Let’s hope I’m wrong
Jerusalem Mayor Nir Barkat was mightily popular when he didn’t run for reelection. He often biked to work, tackled a terrorist, broke up a street fight, and took a monthly salary of only 1 shekel. But he left local politics because he wanted to take over the Likud when Bibi Netanyahu would leave. He would wait in the wings for years, neither a rebel nor a loyalist.
Presently the Economy Minister, whenever and whatever the fights within the Likud or around Netanyahu, you wouldn’t hear him. He wouldn’t take sides, he didn’t condemn or praise. He patiently waited his turn, it seemed.
But now, he lost it. The self-made millionaire (hi-tech) detected danger to life (of the soldiers in Gaza) and raised the alarm. And when his colleagues in the cabinet disagreed, reportedly, he leaked the discussion.
Now, a threat to life breaks even Shabbat rules. It’s of utmost importance. You can’t stand by idly. Yet, there is another rule. If everyone disagrees, you go by the majority. You can’t say when you couldn’t convince your colleagues you’re the only one with brains, intuition, or awareness.
What you can do is discuss it with them again. You may say you feel you didn’t express yourself well enough or were misunderstood. Or you can say: They are beyond reason, so I’m joining the opposition. What you can’t do is attack the majority and say everyone should follow you anyway.
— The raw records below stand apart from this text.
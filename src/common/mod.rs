// Copyright 2025 The mt-eval Authors
// Licensed under the Apache License, Version 2.0 (the "License");
// you may not use this file except in compliance with the License.
// You may obtain a copy of the License at
//     http://www.apache.org/licenses/LICENSE-2.0
// Unless required by applicable law or agreed to in writing, software
// distributed under the License is distributed on an "AS IS" BASIS,
// WITHOUT WARRANTIES OR CONDITIONS OF ANY KIND, either express or implied.
// See the License for the specific language governing permissions and
// limitations under the License.

pub mod error;
pub mod resources;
Is there still hope for his national leadership? Yes. By saying sorry. Not only a hard thing to do but also often misunderstood as an admission of not being OK. But I think it’s his only hope. To make clear that he will follow the majority and is sorry that he broke the national consensus.
There are two ways his colleagues and Netanyahu may react. They could say: Now came out his true color. He’s a dictator. Or, they could conclude: He made an honest mistake, but it was out of character. Look at all his years of calm and loyalty to the party. If his remorse stands, he may stay.
Let’s hope he doesn’t just double down on his mistake. He has enough rational alternatives that I mentioned above. To try to convince them a second time. If he can’t convince them, join the opposition or say he’s sorry and shut up. And smile a bit more to his colleagues for some time.
Unfortunately, most bigwigs appear unable to change course. A big loss. Here too. Barkat seems to continue his outburst. It doesn’t bode well.